Lily blew out a breath. “I just want one night off,” she told the other woman. “Because I sort of need to cook for a small wedding while I’m here.” She forced a smile that came out more like a wince.
“Do I even want to know what’s in that trunk of yours?” her mom asked.
She let out a nervous laugh. “Just tell me you have room in your fridge and freezer and we’ll be all set.”
And without another word, the two women unloaded everything from a KitchenAid mixer to a box of various spices to multisize glass storage containers. Basically, Lily had moved her kitchen from Oak Bluff to Phoenix. It was almost as if she had no intention of moving it back.
But she had to go back—for the wedding at the very least. After that?
It took forty-five minutes of rearranging the fridge and freezer, two—okay three—glasses of merlot, and one piece of pizza with every topping imaginable before Lily finally broke the silence—her mom having waited patiently for her to make the first move.
She sat cross-legged on the floor in front of the wooden coffee table and finished the last drop of wine in her glass and met her mom’s gaze.
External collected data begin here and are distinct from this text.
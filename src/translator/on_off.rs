//! OnOff cluster (0x0006).

use super::{AttributeMapping, CommandMapping, CommandTranslator, Reply, TranslatorLinks};
use crate::error::TranslateError;
use crate::matter::{
    AttributeId, AttributeKind, CommandId, CommandPayload, KnownCluster, PayloadFields,
};
use serde_json::{Map, Value};
use strum::{EnumString, FromRepr, IntoStaticStr};

#[derive(Debug, Clone, Copy, PartialEq, Eq, FromRepr, IntoStaticStr)]
#[repr(u32)]
enum OnOffCommand {
    Off = 0x00,
    On = 0x01,
    Toggle = 0x02,
    OffWithEffect = 0x40,
    OnWithRecallGlobalScene = 0x41,
    OnWithTimedOff = 0x42,
}

#[derive(Debug, Clone, Copy, PartialEq, Eq, FromRepr, IntoStaticStr, EnumString)]
#[repr(u32)]
enum OnOffAttribute {
    OnOff = 0x0000,
    GlobalSceneControl = 0x4000,
    OnTime = 0x4001,
    OffWaitTime = 0x4002,
    StartUpOnOff = 0x4003,
}

pub struct OnOffTranslator {
    links: TranslatorLinks,
}

impl OnOffTranslator {
    pub fn new(links: TranslatorLinks) -> Self {
        Self { links }
    }

    fn mapping(command: OnOffCommand) -> CommandMapping {
        let name: &'static str = command.into();
        match command {
            OnOffCommand::Off | OnOffCommand::On | OnOffCommand::Toggle => {
                CommandMapping::device(name, Reply::Attribute("OnOff"))
            }
            _ => CommandMapping::device(name, Reply::None),
        }
    }

    fn attribute_mapping(attribute: OnOffAttribute) -> AttributeMapping {
        let (kind, writable) = match attribute {
            OnOffAttribute::OnOff | OnOffAttribute::GlobalSceneControl => {
                (AttributeKind::Bool, false)
            }
            OnOffAttribute::OnTime | OnOffAttribute::OffWaitTime => (AttributeKind::U16, true),
            OnOffAttribute::StartUpOnOff => (AttributeKind::NullableEnum8, true),
        };
        AttributeMapping {
            id: AttributeId(attribute as u32),
            name: attribute.into(),
            kind,
            writable,
        }
    }
}

impl CommandTranslator for OnOffTranslator {
    fn cluster(&self) -> KnownCluster {
        KnownCluster::OnOff
    }

    fn links(&self) -> &TranslatorLinks {
        &self.links
    }

    fn command(&self, command: CommandId) -> Option<CommandMapping> {
        OnOffCommand::from_repr(command.0).map(Self::mapping)
    }

    fn attribute(&self, attribute: AttributeId) -> Option<AttributeMapping> {
        OnOffAttribute::from_repr(attribute.0).map(Self::attribute_mapping)
    }

    fn attribute_named(&self, name: &str) -> Option<AttributeMapping> {
        name.parse::<OnOffAttribute>()
            .ok()
            .map(Self::attribute_mapping)
    }

    fn command_payload(
        &self,
        command: CommandId,
        fields: &CommandPayload,
    ) -> Result<Value, TranslateError> {
        let mut out = Map::new();
        match OnOffCommand::from_repr(command.0) {
            Some(OnOffCommand::OffWithEffect) => {
                let effect = fields.unsigned_field("EffectIdentifier", u8::MAX as u64)?;
                let variant = fields.unsigned_or("EffectVariant", u8::MAX as u64, 0)?;
                out.insert("EffectIdentifier".to_string(), Value::from(effect));
                out.insert("EffectVariant".to_string(), Value::from(variant));
            }
            Some(OnOffCommand::OnWithTimedOff) => {
                let control = fields.unsigned_or("OnOffControl", u8::MAX as u64, 0)?;
                let on_time = fields.unsigned_field("OnTime", u16::MAX as u64)?;
                let off_wait = fields.unsigned_field("OffWaitTime", u16::MAX as u64)?;
                out.insert("OnOffControl".to_string(), Value::from(control));
                out.insert("OnTime".to_string(), Value::from(on_time));
                out.insert("OffWaitTime".to_string(), Value::from(off_wait));
            }
            _ => {}
        }
        Ok(Value::Object(out))
    }
}

#[cfg(test)]
mod tests {
    use super::*;
    use crate::bus::BusTopic;
    use crate::matter::{AttributeValue, AttributeWrite, ClusterId, HandlerContext};
    use crate::translator::test_support::{D1_ENDPOINT, Fixture, RecordingSink};
    use crate::translator::{Inbound, Invocation, PendingRequests};
    use serde_json::json;
    use std::sync::Arc;
    use std::time::Duration;

    fn setup() -> (Fixture, OnOffTranslator, PendingRequests) {
        let fixture = Fixture::new();
        let translator = OnOffTranslator::new(fixture.links.clone());
        let pending = PendingRequests::new(
            Duration::from_secs(5),
            Arc::new(RecordingSink::default()),
        );
        (fixture, translator, pending)
    }

    #[test]
    fn test_on_expects_on_off_report() {
        let (fixture, translator, pending) = setup();
        let ctx = HandlerContext::new(D1_ENDPOINT, ClusterId::ON_OFF, CommandId(0x01));

        assert!(matches!(
            translator.invoke(&ctx, &pending),
            Ok(Invocation::Pending(_))
        ));
        assert_eq!(
            fixture.bus.published(),
            vec![(
                "ucl/by-unid/zw-D1/ep1/OnOff/Commands/On".to_string(),
                "{}".to_string()
            )]
        );

        // A second On while the first is unanswered would be ambiguous
        assert!(matches!(
            translator.invoke(&ctx, &pending),
            Err(TranslateError::RequestInFlight(_))
        ));
        assert_eq!(fixture.bus.published().len(), 1);
    }

    #[test]
    fn test_timed_off_payload() {
        let (fixture, translator, pending) = setup();
        let ctx = HandlerContext::new(D1_ENDPOINT, ClusterId::ON_OFF, CommandId(0x42))
            .with_field("OnTime", 600)
            .with_field("OffWaitTime", 30);

        assert_eq!(translator.invoke(&ctx, &pending), Ok(Invocation::Sent));
        assert_eq!(
            fixture.bus.last_json(),
            json!({"OnOffControl": 0, "OnTime": 600, "OffWaitTime": 30})
        );
    }

    #[test]
    fn test_publish_failure_rolls_back_handle() {
        let (fixture, translator, pending) = setup();
        fixture.bus.set_offline(true);
        let ctx = HandlerContext::new(D1_ENDPOINT, ClusterId::ON_OFF, CommandId(0x02));

        assert!(matches!(
            translator.invoke(&ctx, &pending),
            Err(TranslateError::BusUnavailable(_))
        ));
        assert!(pending.is_empty());
    }

    #[test]
    fn test_write_on_time() {
        let (fixture, translator, pending) = setup();
        let write = AttributeWrite {
            endpoint: D1_ENDPOINT,
            cluster: ClusterId::ON_OFF,
            attribute: AttributeId(0x4001),
            value: AttributeValue::Unsigned(300),
        };

        assert!(matches!(
            translator.write_attribute(&write, &pending),
            Ok(Invocation::Pending(_))
        ));
        assert_eq!(
            fixture.bus.published()[0].0,
            "ucl/by-unid/zw-D1/ep1/OnOff/Commands/WriteAttributes"
        );
        assert_eq!(fixture.bus.last_json(), json!({"OnTime": 300}));
    }

    #[test]
    fn test_on_off_attribute_is_read_only() {
        let (fixture, translator, pending) = setup();
        let write = AttributeWrite {
            endpoint: D1_ENDPOINT,
            cluster: ClusterId::ON_OFF,
            attribute: AttributeId(0x0000),
            value: AttributeValue::Bool(true),
        };

        assert_eq!(
            translator.write_attribute(&write, &pending),
            Err(TranslateError::ReadOnlyAttribute {
                cluster: ClusterId::ON_OFF,
                attribute: 0,
            })
        );
        assert!(fixture.bus.published().is_empty());
    }

    #[test]
    fn test_decode_report() {
        let (_fixture, translator, _pending) = setup();
        let topic = BusTopic::Reported {
            address: crate::bus::DeviceAddress::new("zw-D1", 1),
            cluster: "OnOff".to_string(),
            attribute: "OnOff".to_string(),
        };

        assert_eq!(
            translator.decode_bus_message(&topic, r#"{"value": true}"#),
            Ok(Inbound::Report {
                endpoint: Some(D1_ENDPOINT),
                attribute: AttributeId(0),
                value: AttributeValue::Bool(true),
            })
        );
        assert!(translator
            .decode_bus_message(&topic, r#"{"value": "on"}"#)
            .is_err());
    }

    #[test]
    fn test_start_up_on_off_may_be_null() {
        let (_fixture, translator, pending) = setup();
        let topic = BusTopic::Reported {
            address: crate::bus::DeviceAddress::new("zw-D1", 1),
            cluster: "OnOff".to_string(),
            attribute: "StartUpOnOff".to_string(),
        };

        assert_eq!(
            translator.decode_bus_message(&topic, r#"{"value": null}"#),
            Ok(Inbound::Report {
                endpoint: Some(D1_ENDPOINT),
                attribute: AttributeId(0x4003),
                value: AttributeValue::Null,
            })
        );

        // Writing null restores the previous state on power-up
        let write = AttributeWrite {
            endpoint: D1_ENDPOINT,
            cluster: ClusterId::ON_OFF,
            attribute: AttributeId(0x4003),
            value: AttributeValue::Null,
        };
        assert!(matches!(
            translator.write_attribute(&write, &pending),
            Ok(Invocation::Pending(_))
        ));
    }
}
She sucked in a breath, hoping it was enough to get everything out and in the open. “So…Tucker and I got divorced. He’s getting remarried in less than a week to this gorgeous, famous, p
regnant Food Network star who I almost killed with raspberries because I’m catering their wedding. Not that I knew it was Tucker’s wedding I was catering when I agreed to do it, but you know me—not really good at saying no once I’ve already said yes. And also it’s not like I have a job or anything, since I let him buy me out of BBQ on the Bluff, so my whole new career is sort of riding on this wedding. Then there’s the small issue of falling for Tucker’s best friend, who was this unbelievable jerk but then somehow turned out not to be until I found out that if he gets one more concussion—which he probably will when he rides this stupid bull—he could suffer permanent brain damage. Or worse. I googled what happens to people who get multiple concussions. He could—I mean, he’s risking his life, and I’m terrified of losing him. So rather than support him taking a risk he claims he’s totally capable of handling, I bailed.”
She loved him, and she bailed. Oh God. That was what fear did to her. It turned her into her father.
Her chest heaved as she gasped for more oxygen, her verbal vomit more taxing than she’d anticipated.
“I’ve been so scared of loving someone and being left that I became the leaver. I thought Tucker and I would be safe from that. I fell in love with the picture he painted of what our life would be like, and I still messed up.”
Her mom’s gaze remained fixed on Lily as she sipped slowly from her own wineglass. Her eyes were neither wide nor narrowed. In fact, her expression hadn’t changed at all, which was more frightening than all the scenarios Lily had imagined, because in this one, she had zero clue what her mom was thinking.
Finally, her mom set her glass down and rested her hands on the coffee table in front of her. “But you didn’t love him. And he fell for someone else and cheated on you.”
Lily’s mouth fell open.
“You didn’t answer your phone on your birthday,” she said matter-of-factly. “So I called Tucker. Figured I’d catch you two out celebrating or something.”
Lily’s eyes burned. “You—you knew?” she asked, voice shaking. “You’ve known for almost three weeks?”